The data:
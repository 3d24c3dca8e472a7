//! Outbound request builders
//!
//! Every numeric field is right-aligned and zero-padded to its fixed
//! width. Oversized values keep their rightmost digits instead of being
//! rejected, matching the fixed-width wire contract.

use std::fmt;
use std::sync::Arc;

use bytes::{BufMut, Bytes, BytesMut};
use tracing::debug;

use crate::{
    error::Result,
    frame::{Frame, timestamp_now},
    job::JobCode,
    pad::{space_right, zero_left},
};

/// Transaction type digit used for approvals
pub const APPROVAL_TRANSACTION_TYPE: u8 = b'1';

/// Longest extra-data block a cancel request can carry (2-digit length)
pub const MAX_EXTRA_LEN: usize = 99;

/// Signature requirement sent with approvals and cancellations
#[derive(Debug, Copy, Clone, PartialEq, Eq)]
pub enum SignatureMode {
    /// No signature pad prompt
    NoSignature,

    /// Cardholder signs on the terminal
    Signature,
}

impl SignatureMode {
    /// Map a caller's "no signature" flag
    pub fn from_no_signature(no_signature: bool) -> Self {
        if no_signature {
            Self::NoSignature
        } else {
            Self::Signature
        }
    }

    /// Wire digit
    pub fn digit(self) -> u8 {
        match self {
            Self::NoSignature => b'1',
            Self::Signature => b'2',
        }
    }
}

/// Fields of an approval request
#[derive(Debug, Clone, Copy, PartialEq, Eq)]
pub struct Approval<'a> {
    pub amount: &'a str,
    pub tax: &'a str,
    pub service: &'a str,
    pub installments: &'a str,
    pub signature: SignatureMode,
}

/// Fields of a cancellation request
#[derive(Debug, Clone, Copy, PartialEq, Eq)]
pub struct Cancellation<'a> {
    pub cancel_type: &'a str,
    pub transaction_type: &'a str,
    pub amount: &'a str,
    pub tax: &'a str,
    pub service: &'a str,
    pub installments: &'a str,
    pub signature: SignatureMode,
    pub approval_number: &'a str,
    pub original_date: &'a str,
    pub original_time: &'a str,
    pub extra: &'a str,
}

/// Device check payload (empty)
pub fn device_check_payload() -> Bytes {
    Bytes::new()
}

/// Approval payload (30 bytes)
///
/// ```text
/// type(1) amount(10) tax(8) service(8) installments(2) signature(1)
/// ```
///
/// # Examples
///
/// ```
/// use tlpay_core::request::{approve_payload, Approval};
/// use tlpay_core::SignatureMode;
///
/// let payload = approve_payload(&Approval {
///     amount: "10",
///     tax: "0",
///     service: "0",
///     installments: "00",
///     signature: SignatureMode::NoSignature,
/// });
/// assert_eq!(&payload[..], b"100000000100000000000000000001");
/// ```
pub fn approve_payload(fields: &Approval<'_>) -> Bytes {
    let mut buf = BytesMut::with_capacity(30);

    buf.put_u8(APPROVAL_TRANSACTION_TYPE);
    put_amounts(&mut buf, fields.amount, fields.tax, fields.service, fields.installments);
    buf.put_u8(fields.signature.digit());

    buf.freeze()
}

/// Cancellation payload (59 bytes plus extra data)
///
/// ```text
/// cancel_type(1) type(1) amount(10) tax(8) service(8) installments(2)
/// signature(1) approval_no(12) date(8) time(6) extra_len(2) extra(N)
/// ```
///
/// Extra data longer than 99 bytes is cut so that its length fits the
/// 2-digit length field.
pub fn cancel_payload(fields: &Cancellation<'_>) -> Bytes {
    let extra = cap_extra(fields.extra);
    let mut buf = BytesMut::with_capacity(59 + extra.len());

    buf.put_slice(&zero_left(fields.cancel_type, 1));
    buf.put_slice(&zero_left(fields.transaction_type, 1));
    put_amounts(&mut buf, fields.amount, fields.tax, fields.service, fields.installments);
    buf.put_u8(fields.signature.digit());
    buf.put_slice(&space_right(fields.approval_number, 12));
    buf.put_slice(&zero_left(fields.original_date, 8));
    buf.put_slice(&zero_left(fields.original_time, 6));
    buf.put_slice(&zero_left(&extra.len().to_string(), 2));
    buf.put_slice(&extra);

    buf.freeze()
}

fn put_amounts(buf: &mut BytesMut, amount: &str, tax: &str, service: &str, installments: &str) {
    buf.put_slice(&zero_left(amount, 10));
    buf.put_slice(&zero_left(tax, 8));
    buf.put_slice(&zero_left(service, 8));
    buf.put_slice(&zero_left(installments, 2));
}

// Extra data is free text, capped at 99 bytes.
fn cap_extra(extra: &str) -> Vec<u8> {
    let len = extra.chars().count().min(MAX_EXTRA_LEN);
    space_right(extra, len)
}

type Clock = Arc<dyn Fn() -> String + Send + Sync>;

/// Request frame factory bound to one terminal identifier
///
/// # Examples
///
/// ```
/// use tlpay_core::{JobCode, Requests};
///
/// let requests = Requests::new("CAT0001");
/// let frame = requests.device_check().unwrap();
/// assert_eq!(frame.job, JobCode::DEVICE_CHECK);
/// ```
#[derive(Clone)]
pub struct Requests {
    terminal_id: String,
    clock: Clock,
}

impl Requests {
    /// Create a factory stamping frames with the current local time
    pub fn new(terminal_id: impl Into<String>) -> Self {
        Self {
            terminal_id: terminal_id.into(),
            clock: Arc::new(timestamp_now),
        }
    }

    /// Replace the timestamp source
    pub fn with_clock(mut self, clock: impl Fn() -> String + Send + Sync + 'static) -> Self {
        self.clock = Arc::new(clock);
        self
    }

    /// Terminal identifier
    pub fn terminal_id(&self) -> &str {
        &self.terminal_id
    }

    /// Device check request (`A`)
    pub fn device_check(&self) -> Result<Frame> {
        self.frame(JobCode::DEVICE_CHECK, device_check_payload())
    }

    /// Approval request (`B`)
    pub fn approve(&self, fields: &Approval<'_>) -> Result<Frame> {
        self.frame(JobCode::APPROVE, approve_payload(fields))
    }

    /// Cancellation request (`C`)
    pub fn cancel(&self, fields: &Cancellation<'_>) -> Result<Frame> {
        self.frame(JobCode::CANCEL, cancel_payload(fields))
    }

    fn frame(&self, job: JobCode, payload: Bytes) -> Result<Frame> {
        debug!(job = %job, payload_len = payload.len(), "Building request");

        Frame::builder()
            .terminal_id(self.terminal_id.clone())
            .timestamp((self.clock)())
            .job(job)
            .payload(payload)
            .build()
    }
}

impl fmt::Debug for Requests {
    fn fmt(&self, f: &mut fmt::Formatter<'_>) -> fmt::Result {
        f.debug_struct("Requests")
            .field("terminal_id", &self.terminal_id)
            .finish_non_exhaustive()
    }
}

#[cfg(test)]
mod tests {
    use super::*;
    use crate::checksum;
    use pretty_assertions::assert_eq;

    fn approval(amount: &str) -> Approval<'_> {
        Approval {
            amount,
            tax: "0",
            service: "0",
            installments: "00",
            signature: SignatureMode::NoSignature,
        }
    }

    fn cancellation(extra: &str) -> Cancellation<'_> {
        Cancellation {
            cancel_type: "1",
            transaction_type: "1",
            amount: "1004",
            tax: "91",
            service: "0",
            installments: "00",
            signature: SignatureMode::Signature,
            approval_number: "03304901",
            original_date: "20251203",
            original_time: "185306",
            extra,
        }
    }

    fn requests() -> Requests {
        Requests::new("CAT0001").with_clock(|| "20251203185306".to_string())
    }

    #[test]
    fn test_device_check_payload_empty() {
        let frame = requests().device_check().unwrap();
        assert_eq!(frame.job, JobCode::DEVICE_CHECK);
        assert!(frame.payload.is_empty());
    }

    #[test]
    fn test_approve_payload_layout() {
        let payload = approve_payload(&approval("10"));

        assert_eq!(payload.len(), 30);
        assert_eq!(&payload[0..1], b"1");
        assert_eq!(&payload[1..11], b"0000000010");
        assert_eq!(&payload[11..19], b"00000000");
        assert_eq!(&payload[19..27], b"00000000");
        assert_eq!(&payload[27..29], b"00");
        assert_eq!(&payload[29..30], b"1");
    }

    #[test]
    fn test_approve_signature_digit() {
        let mut fields = approval("10");
        fields.signature = SignatureMode::Signature;

        assert_eq!(approve_payload(&fields)[29], b'2');
        assert_eq!(SignatureMode::from_no_signature(true), SignatureMode::NoSignature);
        assert_eq!(SignatureMode::from_no_signature(false), SignatureMode::Signature);
    }

    #[test]
    fn test_approve_truncates_oversized_amount() {
        let payload = approve_payload(&approval("123456789012"));
        assert_eq!(&payload[1..11], b"3456789012");
    }

    #[test]
    fn test_approve_frame_end_to_end() {
        let frame = requests().approve(&approval("10")).unwrap();
        let encoded = frame.encode().unwrap();

        assert_eq!(frame.job, JobCode::APPROVE);
        assert_eq!(encoded.len(), 35 + 30 + 2);
        assert_eq!(encoded[65], crate::constants::ETX);
        assert_eq!(encoded[66], checksum::calculate(&encoded[..=65]));
    }

    #[test]
    fn test_cancel_payload_layout() {
        let payload = cancel_payload(&cancellation(""));

        assert_eq!(payload.len(), 59);
        assert_eq!(&payload[0..2], b"11");
        assert_eq!(&payload[2..12], b"0000001004");
        assert_eq!(&payload[12..20], b"00000091");
        assert_eq!(&payload[20..28], b"00000000");
        assert_eq!(&payload[28..30], b"00");
        assert_eq!(payload[30], b'2');
        assert_eq!(&payload[31..43], b"03304901    ");
        assert_eq!(&payload[43..51], b"20251203");
        assert_eq!(&payload[51..57], b"185306");
        assert_eq!(&payload[57..59], b"00");
    }

    #[test]
    fn test_cancel_payload_with_extra() {
        let payload = cancel_payload(&cancellation("ORDER-42"));

        assert_eq!(payload.len(), 59 + 8);
        assert_eq!(&payload[57..59], b"08");
        assert_eq!(&payload[59..], b"ORDER-42");
    }

    #[test]
    fn test_cancel_extra_capped() {
        let extra = "x".repeat(150);
        let payload = cancel_payload(&cancellation(&extra));

        assert_eq!(&payload[57..59], b"99");
        assert_eq!(payload.len(), 59 + MAX_EXTRA_LEN);
    }

    #[test]
    fn test_requests_stamp_clock() {
        let frame = requests().cancel(&cancellation("")).unwrap();

        assert_eq!(frame.timestamp, "20251203185306");
        assert_eq!(frame.terminal_id, "CAT0001");
        assert_eq!(frame.response_code, 0);
        assert_eq!(frame.job, JobCode::CANCEL);
    }

    #[test]
    fn test_requests_reject_bad_clock() {
        let requests = Requests::new("CAT0001").with_clock(|| "now".to_string());
        assert!(requests.device_check().is_err());
    }
}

Assignment:
Could you return, word for word, only the lines running from the first line of the material above to the line that contains "pub const APPROVAL_TRANSACTION_TYPE: u8", inclusive?

Answer below:
repository 3d24c3dca8e472a7
//! Outbound request builders
//!
//! Every numeric field is right-aligned and zero-padded to its fixed
//! width. Oversized values keep their rightmost digits instead of being
//! rejected, matching the fixed-width wire contract.

use std::fmt;
use std::sync::Arc;

use bytes::{BufMut, Bytes, BytesMut};
use tracing::debug;

use crate::{
    error::Result,
    frame::{Frame, timestamp_now},
    job::JobCode,
    pad::{space_right, zero_left},
};

/// Transaction type digit used for approvals
pub const APPROVAL_TRANSACTION_TYPE: u8 = b'1';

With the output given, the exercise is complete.